*AIM OF THE EXERCISE*
For the records that follow, work out how many lines include "return" and give only that count.

═══

//! OpenAPI schema loading and document access.
//!
//! This module resolves a schema reference (local path or URL, JSON or YAML)
//! into a parsed in-memory document and provides accessors for the fields the
//! generator needs. Both OpenAPI 3.x and Swagger 2.0 documents are accepted.
//!
//! # Examples
//!
//! ```no_run
//! use openapi_client_core::schema::{ApiDocument, SchemaReference};
//! use openapi_client_core::error::Result;
//!
//! # #[tokio::main]
//! # async fn main() -> Result<()> {
//! let reference = SchemaReference::new("petstore.yaml");
//! assert!(!reference.is_remote());
//! assert!(reference.is_yaml());
//!
//! let document = ApiDocument::load(&reference).await?;
//! if let Some(title) = document.title() {
//!     println!("API Title: {}", title);
//! }
//! # Ok(())
//! # }
//! ```

// Internal imports (std, crate)
use std::path::Path;

use crate::error::{Error, Result};

// External imports (alphabetized)
use log::debug;
use serde::Serialize;
use serde_json::Value as JsonValue;
use tokio::fs;
use url::Url;

/// HTTP verbs that can carry an operation in a path item
const HTTP_METHODS: [&str; 7] = ["get", "put", "post", "delete", "options", "head", "patch"];

/// A schema locator plus the two facts derived from it
///
/// Immutable once constructed; created from user input and consumed once by
/// the loader.
#[derive(Debug, Clone, PartialEq, Eq)]
pub struct SchemaReference {
    location: String,
    is_remote: bool,
    is_yaml: bool,
}

impl SchemaReference {
    /// Classify a user-supplied schema locator
    ///
    /// `http://`/`https://` prefixes select the remote transport; a
    /// `.yml`/`.yaml` extension selects the YAML parser, anything else JSON.
    pub fn new(location: impl Into<String>) -> Self {
        let location = location.into();
        let is_remote = location.starts_with("http://") || location.starts_with("https://");
        let is_yaml = location.ends_with(".yml") || location.ends_with(".yaml");
        Self {
            location,
            is_remote,
            is_yaml,
        }
    }

    /// The locator as supplied by the caller
    pub fn location(&self) -> &str {
        &self.location
    }

    /// Whether the schema is fetched over HTTP rather than read from disk
    pub fn is_remote(&self) -> bool {
        self.is_remote
    }

    /// Whether the schema content is parsed as YAML rather than JSON
    pub fn is_yaml(&self) -> bool {
        self.is_yaml
    }
}

/// Parsed, in-memory representation of an OpenAPI schema
#[derive(Debug, Serialize)]
#[serde(transparent)]
pub struct ApiDocument {
    /// The raw JSON value of the schema
    pub json: JsonValue,
}

impl ApiDocument {
    /// Load a schema according to the reference's transport and format
    ///
    /// One fetch/read attempt, no retries, no caching. Transport failures are
    /// `Error::SchemaFetch`; parser and validation failures are
    /// `Error::SchemaParse`.
    pub async fn load(reference: &SchemaReference) -> Result<Self> {
        let content = if reference.is_remote() {
            Self::fetch_remote(reference.location()).await?
        } else {
            fs::read_to_string(Path::new(reference.location()))
                .await
                .map_err(|e| {
                    Error::fetch(format!(
                        "failed to read schema file {}: {}",
                        reference.location(),
                        e
                    ))
                })?
        };
        Self::from_content(&content, reference)
    }

    async fn fetch_remote(location: &str) -> Result<String> {
        let url = Url::parse(location)
            .map_err(|e| Error::fetch(format!("invalid schema URL {}: {}", location, e)))?;

        let response = reqwest::get(url).await.map_err(|e| {
            Error::fetch(format!("failed to fetch schema from {}: {}", location, e))
        })?;

        if !response.status().is_success() {
            return Err(Error::fetch(format!(
                "failed to fetch schema from {}: HTTP {}",
                location,
                response.status()
            )));
        }

        response.text().await.map_err(|e| {
            Error::fetch(format!("failed to read response from {}: {}", location, e))
        })
    }

    /// Parse content with the parser selected by the reference's extension
    fn from_content(content: &str, reference: &SchemaReference) -> Result<Self> {
        let json: JsonValue = if reference.is_yaml() {
            serde_yaml::from_str(content).map_err(|e| {
                Error::parse(format!(
                    "schema at {} is not valid YAML: {}",
                    reference.location(),
                    e
                ))
            })?
        } else {
            serde_json::from_str(content).map_err(|e| {
                Error::parse(format!(
                    "schema at {} is not valid JSON: {}",
                    reference.location(),
                    e
                ))
            })?
        };
        Self::validate(&json, reference.location())?;
        debug!("loaded schema from {}", reference.location());
        Ok(Self { json })
    }

    /// Structural validation: an object with a version marker and a paths object
    fn validate(json: &JsonValue, location: &str) -> Result<()> {
        let root = json
            .as_object()
            .ok_or_else(|| Error::parse(format!("schema at {} is not an object", location)))?;
        if !root.contains_key("openapi") && !root.contains_key("swagger") {
            return Err(Error::parse(format!(
                "schema at {} declares neither an openapi nor a swagger version",
                location
            )));
        }
        if !root.get("paths").map(JsonValue::is_object).unwrap_or(false) {
            return Err(Error::parse(format!(
                "schema at {} has no paths object",
                location
            )));
        }
        Ok(())
    }

    /// Get a reference to the raw JSON value
    pub fn as_json(&self) -> &JsonValue {
        &self.json
    }

    /// Get the title of the API
    pub fn title(&self) -> Option<&str> {
        self.json.get("info")?.get("title")?.as_str()
    }

    /// Get the version of the API
    pub fn version(&self) -> Option<&str> {
        self.json.get("info")?.get("version")?.as_str()
    }

    /// Get the base URL of the API
    ///
    /// Tries the OpenAPI 3.x `servers` entry first, then falls back to the
    /// Swagger 2.0 `schemes`/`host`/`basePath` triple.
    pub fn base_path(&self) -> Option<String> {
        if let Some(url) = self
            .json
            .get("servers")
            .and_then(JsonValue::as_array)
            .and_then(|servers| servers.first())
            .and_then(|server| server.get("url"))
            .and_then(JsonValue::as_str)
        {
            return Some(url.to_string());
        }

        let host = self.json.get("host").and_then(JsonValue::as_str)?;
        let base_path = self
            .json
            .get("basePath")
            .and_then(JsonValue::as_str)
            .unwrap_or("");
        let scheme = match self.json.get("schemes").and_then(JsonValue::as_array) {
            Some(schemes) if schemes.iter().any(|s| s.as_str() == Some("https")) => "https",
            Some(schemes) => schemes
                .first()
                .and_then(JsonValue::as_str)
                .unwrap_or("https"),
            None => "https",
        };
        Some(format!("{}://{}{}", scheme, host, base_path))
    }

    /// Schema definitions: OpenAPI 3.x `components.schemas` or Swagger 2.0 `definitions`
    pub fn schema_definitions(&self) -> Option<&serde_json::Map<String, JsonValue>> {
        self.json
            .get("components")
            .and_then(|components| components.get("schemas"))
            .or_else(|| self.json.get("definitions"))
            .and_then(JsonValue::as_object)
    }

    /// Extract one operation per path and HTTP verb
    ///
    /// Path-level parameters are merged into each operation; operation-level
    /// definitions win on name collisions. A Swagger 2.0 `in: body` parameter
    /// or an OpenAPI 3.x `requestBody` becomes the operation's body schema.
    pub fn operations(&self) -> Result<Vec<ApiOperation>> {
        let paths = self
            .json
            .get("paths")
            .and_then(JsonValue::as_object)
            .ok_or_else(|| Error::parse("missing 'paths' object"))?;

        let mut operations = Vec::new();
        for (path, item) in paths {
            let shared = self.resolve_parameters(item.get("parameters"));
            for method in HTTP_METHODS {
                let Some(op_item) = item.get(method).and_then(JsonValue::as_object) else {
                    continue;
                };

                let mut parameters = self.resolve_parameters(op_item.get("parameters"));
                for param in &shared {
                    let overridden = parameters
                        .iter()
                        .any(|p| p.name == param.name && p.location == param.location);
                    if !overridden {
                        parameters.push(param.clone());
                    }
                }

                let mut body_schema = parameters
                    .iter()
                    .find(|p| p.location == "body")
                    .and_then(|p| p.schema.clone());
                if body_schema.is_none() {
                    body_schema = op_item
                        .get("requestBody")
                        .and_then(|body| body.get("content"))
                        .and_then(|content| content.get("application/json"))
                        .and_then(|json_content| json_content.get("schema"))
                        .cloned();
                }
                parameters.retain(|p| p.location != "body");

                operations.push(ApiOperation {
                    path: path.clone(),
                    http_method: method.to_uppercase(),
                    operation_id: op_item
                        .get("operationId")
                        .and_then(JsonValue::as_str)
                        .map(String::from),
                    summary: op_item
                        .get("summary")
                        .and_then(JsonValue::as_str)
                        .map(String::from),
                    parameters,
                    body_schema,
                    response_schema: Self::success_response_schema(op_item),
                });
            }
        }
        Ok(operations)
    }

    /// Resolve a `parameters` array, following `$ref` entries into the document
    fn resolve_parameters(&self, list: Option<&JsonValue>) -> Vec<ApiParameter> {
        let Some(entries) = list.and_then(JsonValue::as_array) else {
            return Vec::new();
        };
        entries
            .iter()
            .filter_map(|param| {
                let resolved = match param.get("$ref").and_then(JsonValue::as_str) {
                    Some(ref_str) => self.json.pointer(&ref_str[1..])?,
                    None => param,
                };
                ApiParameter::from_json(resolved)
            })
            .collect()
    }

    /// Schema of the 200 response, if any
    ///
    /// OpenAPI 3.x nests it under `content.application/json`; Swagger 2.0
    /// carries it directly on the response object.
    fn success_response_schema(op_item: &serde_json::Map<String, JsonValue>) -> Option<JsonValue> {
        let response = op_item.get("responses")?.get("200")?;
        response
            .get("content")
            .and_then(|content| content.get("application/json"))
            .and_then(|json_content| json_content.get("schema"))
            .or_else(|| response.get("schema"))
            .cloned()
    }
}

/// A single path + verb operation extracted from the document
#[derive(Clone, Debug, Serialize)]
pub struct ApiOperation {
    /// The path where this operation is defined (e.g., "/pet/{petId}")
    pub path: String,
    /// Uppercase HTTP verb
    pub http_method: String,
    /// The operation's declared identifier, if any
    pub operation_id: Option<String>,
    /// A short summary of what the operation does
    pub summary: Option<String>,
    /// Applicable parameters, path-level and operation-level merged
    pub parameters: Vec<ApiParameter>,
    /// Schema of the JSON request body, if the operation takes one
    pub body_schema: Option<JsonValue>,
    /// Schema of the 200 response, if declared
    pub response_schema: Option<JsonValue>,
}

/// A single operation parameter
#[derive(Clone, Debug, Serialize)]
pub struct ApiParameter {
    /// Name of the parameter as defined in the schema
    pub name: String,
    /// The location of the parameter: "query", "header", "path" or "cookie"
    /// ("body" and "formData" also occur in Swagger 2.0 documents)
    pub location: String,
    /// Whether the parameter is mandatory
    pub required: bool,
    /// The schema defining the parameter's type
    pub schema: Option<JsonValue>,
}

impl ApiParameter {
    fn from_json(value: &JsonValue) -> Option<Self> {
        let name = value.get("name").and_then(JsonValue::as_str)?.to_string();
        let location = value
            .get("in")
            .and_then(JsonValue::as_str)
            .unwrap_or("query")
            .to_string();
        let required = value
            .get("required")
            .and_then(JsonValue::as_bool)
            .unwrap_or(location == "path");

        // OpenAPI 3.x carries the type under `schema`; Swagger 2.0 inlines it
        let schema = value.get("schema").cloned().or_else(|| {
            value.get("type")?;
            let mut inline = serde_json::Map::new();
            for key in ["type", "format", "items", "enum"] {
                if let Some(v) = value.get(key) {
                    inline.insert(key.to_string(), v.clone());
                }
            }
            Some(JsonValue::Object(inline))
        });

        Some(Self {
            name,
            location,
            required,
            schema,
        })
    }
}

═══

*RESPONSE FOR THIS EXERCISE*
5